Start of Supplied material

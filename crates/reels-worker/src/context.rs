//! Task handler context trait
//!
//! The worker calls `dispatch_task` for every claimed task; the implementation
//! matches on task type and invokes the appropriate handler.

use anyhow::Result;
use async_trait::async_trait;
use std::sync::Arc;

use reels_core::models::Task;

/// Context for task dispatch.
///
/// The pool holds a weak reference, so dropping the owner stops dispatch.
/// Returning a [`reels_core::TaskError`] inside the `anyhow::Error` controls
/// whether the task is retried; any other error counts as recoverable.
#[async_trait]
pub trait TaskHandlerContext: Send + Sync {
    /// Dispatch a task to the appropriate handler and return the result.
    async fn dispatch_task(self: Arc<Self>, task: &Task) -> Result<serde_json::Value>;
}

End of Supplied material

• [Brief] Send back exactly the lines of the listing above starting at the one with "the appropriate handler." and ending at the one with "#[async_trait]", inclusive, and no others.

• [Completed exercise]
//! matches on task type and invokes the appropriate handler.

use anyhow::Result;
use async_trait::async_trait;
use std::sync::Arc;

use reels_core::models::Task;

/// Context for task dispatch.
///
/// The pool holds a weak reference, so dropping the owner stops dispatch.
/// Returning a [`reels_core::TaskError`] inside the `anyhow::Error` controls
/// whether the task is retried; any other error counts as recoverable.
#[async_trait]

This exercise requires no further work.